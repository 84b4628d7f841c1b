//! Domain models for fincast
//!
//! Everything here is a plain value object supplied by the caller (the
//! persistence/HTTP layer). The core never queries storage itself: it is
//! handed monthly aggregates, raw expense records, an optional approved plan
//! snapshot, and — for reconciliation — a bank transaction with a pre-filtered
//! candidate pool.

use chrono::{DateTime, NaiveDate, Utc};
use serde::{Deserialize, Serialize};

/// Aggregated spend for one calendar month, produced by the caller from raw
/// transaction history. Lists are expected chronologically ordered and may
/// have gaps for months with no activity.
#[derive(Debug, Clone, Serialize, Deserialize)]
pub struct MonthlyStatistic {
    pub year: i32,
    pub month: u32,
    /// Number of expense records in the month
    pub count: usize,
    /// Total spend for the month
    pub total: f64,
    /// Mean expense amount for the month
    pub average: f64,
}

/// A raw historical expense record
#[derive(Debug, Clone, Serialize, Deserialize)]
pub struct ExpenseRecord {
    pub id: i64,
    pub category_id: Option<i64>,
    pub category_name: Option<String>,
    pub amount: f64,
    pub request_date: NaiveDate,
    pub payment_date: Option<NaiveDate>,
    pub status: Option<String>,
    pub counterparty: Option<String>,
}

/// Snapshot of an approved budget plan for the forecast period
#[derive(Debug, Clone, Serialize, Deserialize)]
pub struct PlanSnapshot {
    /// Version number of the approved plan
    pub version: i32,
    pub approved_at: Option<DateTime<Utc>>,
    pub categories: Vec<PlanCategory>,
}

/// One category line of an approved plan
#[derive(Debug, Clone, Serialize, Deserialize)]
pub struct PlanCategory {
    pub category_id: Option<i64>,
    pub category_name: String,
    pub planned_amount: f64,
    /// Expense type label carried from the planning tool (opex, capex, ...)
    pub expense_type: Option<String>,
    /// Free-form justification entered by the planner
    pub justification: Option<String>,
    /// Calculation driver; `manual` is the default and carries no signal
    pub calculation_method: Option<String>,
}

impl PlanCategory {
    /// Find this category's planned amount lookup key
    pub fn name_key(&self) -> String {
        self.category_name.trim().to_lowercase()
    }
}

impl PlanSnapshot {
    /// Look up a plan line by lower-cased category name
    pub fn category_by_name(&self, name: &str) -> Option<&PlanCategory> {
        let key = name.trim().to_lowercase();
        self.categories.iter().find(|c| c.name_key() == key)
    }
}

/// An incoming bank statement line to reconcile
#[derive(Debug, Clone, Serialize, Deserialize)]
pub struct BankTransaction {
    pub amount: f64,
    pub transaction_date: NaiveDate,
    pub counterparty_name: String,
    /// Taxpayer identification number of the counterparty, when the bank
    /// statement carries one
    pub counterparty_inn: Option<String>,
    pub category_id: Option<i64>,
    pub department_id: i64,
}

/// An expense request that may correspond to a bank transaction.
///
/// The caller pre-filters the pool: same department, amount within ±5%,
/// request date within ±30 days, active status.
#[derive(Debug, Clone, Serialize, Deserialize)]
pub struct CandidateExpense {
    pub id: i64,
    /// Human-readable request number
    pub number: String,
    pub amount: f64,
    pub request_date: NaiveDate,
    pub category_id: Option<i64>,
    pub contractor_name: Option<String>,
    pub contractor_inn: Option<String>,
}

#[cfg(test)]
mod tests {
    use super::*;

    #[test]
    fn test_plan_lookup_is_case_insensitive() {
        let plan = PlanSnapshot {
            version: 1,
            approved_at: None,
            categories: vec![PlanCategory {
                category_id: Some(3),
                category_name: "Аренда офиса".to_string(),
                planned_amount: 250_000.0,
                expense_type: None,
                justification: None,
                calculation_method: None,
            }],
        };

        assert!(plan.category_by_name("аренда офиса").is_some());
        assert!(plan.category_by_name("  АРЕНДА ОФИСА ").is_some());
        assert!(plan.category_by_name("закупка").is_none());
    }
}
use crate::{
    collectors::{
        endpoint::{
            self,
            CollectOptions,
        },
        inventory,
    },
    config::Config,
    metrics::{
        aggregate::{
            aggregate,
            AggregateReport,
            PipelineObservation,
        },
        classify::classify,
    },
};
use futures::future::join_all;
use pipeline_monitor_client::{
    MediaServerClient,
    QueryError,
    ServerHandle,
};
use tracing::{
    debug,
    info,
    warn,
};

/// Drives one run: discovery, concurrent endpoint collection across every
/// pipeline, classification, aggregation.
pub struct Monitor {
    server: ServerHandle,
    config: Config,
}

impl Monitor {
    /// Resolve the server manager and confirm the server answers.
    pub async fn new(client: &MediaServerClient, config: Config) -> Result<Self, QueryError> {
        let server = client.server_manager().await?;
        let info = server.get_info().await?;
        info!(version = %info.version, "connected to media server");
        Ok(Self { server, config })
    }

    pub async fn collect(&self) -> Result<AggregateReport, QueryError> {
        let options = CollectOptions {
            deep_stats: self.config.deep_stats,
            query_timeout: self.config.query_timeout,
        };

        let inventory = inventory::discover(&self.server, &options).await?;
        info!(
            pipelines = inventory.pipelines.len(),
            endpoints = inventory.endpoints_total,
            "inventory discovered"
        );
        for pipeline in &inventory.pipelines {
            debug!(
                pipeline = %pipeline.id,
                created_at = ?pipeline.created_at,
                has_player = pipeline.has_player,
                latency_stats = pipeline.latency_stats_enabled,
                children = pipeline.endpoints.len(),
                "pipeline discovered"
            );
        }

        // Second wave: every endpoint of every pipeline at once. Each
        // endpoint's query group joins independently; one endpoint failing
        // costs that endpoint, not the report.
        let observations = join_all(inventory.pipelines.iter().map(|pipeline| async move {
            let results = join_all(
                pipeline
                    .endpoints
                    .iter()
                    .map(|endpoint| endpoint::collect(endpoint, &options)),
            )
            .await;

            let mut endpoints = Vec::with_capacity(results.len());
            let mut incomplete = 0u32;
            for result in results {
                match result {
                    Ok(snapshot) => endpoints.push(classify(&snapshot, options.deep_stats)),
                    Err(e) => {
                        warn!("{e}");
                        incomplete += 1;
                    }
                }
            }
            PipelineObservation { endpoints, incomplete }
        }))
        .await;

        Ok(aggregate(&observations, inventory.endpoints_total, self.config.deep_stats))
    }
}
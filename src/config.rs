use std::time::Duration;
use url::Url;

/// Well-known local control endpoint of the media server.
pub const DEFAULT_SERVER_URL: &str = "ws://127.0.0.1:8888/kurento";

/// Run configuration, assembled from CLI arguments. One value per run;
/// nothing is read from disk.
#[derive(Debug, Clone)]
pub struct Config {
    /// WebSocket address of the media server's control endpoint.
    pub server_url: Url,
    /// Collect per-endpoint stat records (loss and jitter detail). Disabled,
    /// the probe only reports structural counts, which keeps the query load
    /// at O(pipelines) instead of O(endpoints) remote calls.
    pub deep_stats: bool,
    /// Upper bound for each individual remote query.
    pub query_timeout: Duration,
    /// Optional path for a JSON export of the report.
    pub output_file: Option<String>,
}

_ _ _ _ _ _ _

■ WORK TO COMPLETE ■
Could you copy out every line in the listing where the word "PlanCategory" appears?

■ ANSWER ■
    pub categories: Vec<PlanCategory>,
pub struct PlanCategory {
impl PlanCategory {
    pub fn category_by_name(&self, name: &str) -> Option<&PlanCategory> {
            categories: vec![PlanCategory {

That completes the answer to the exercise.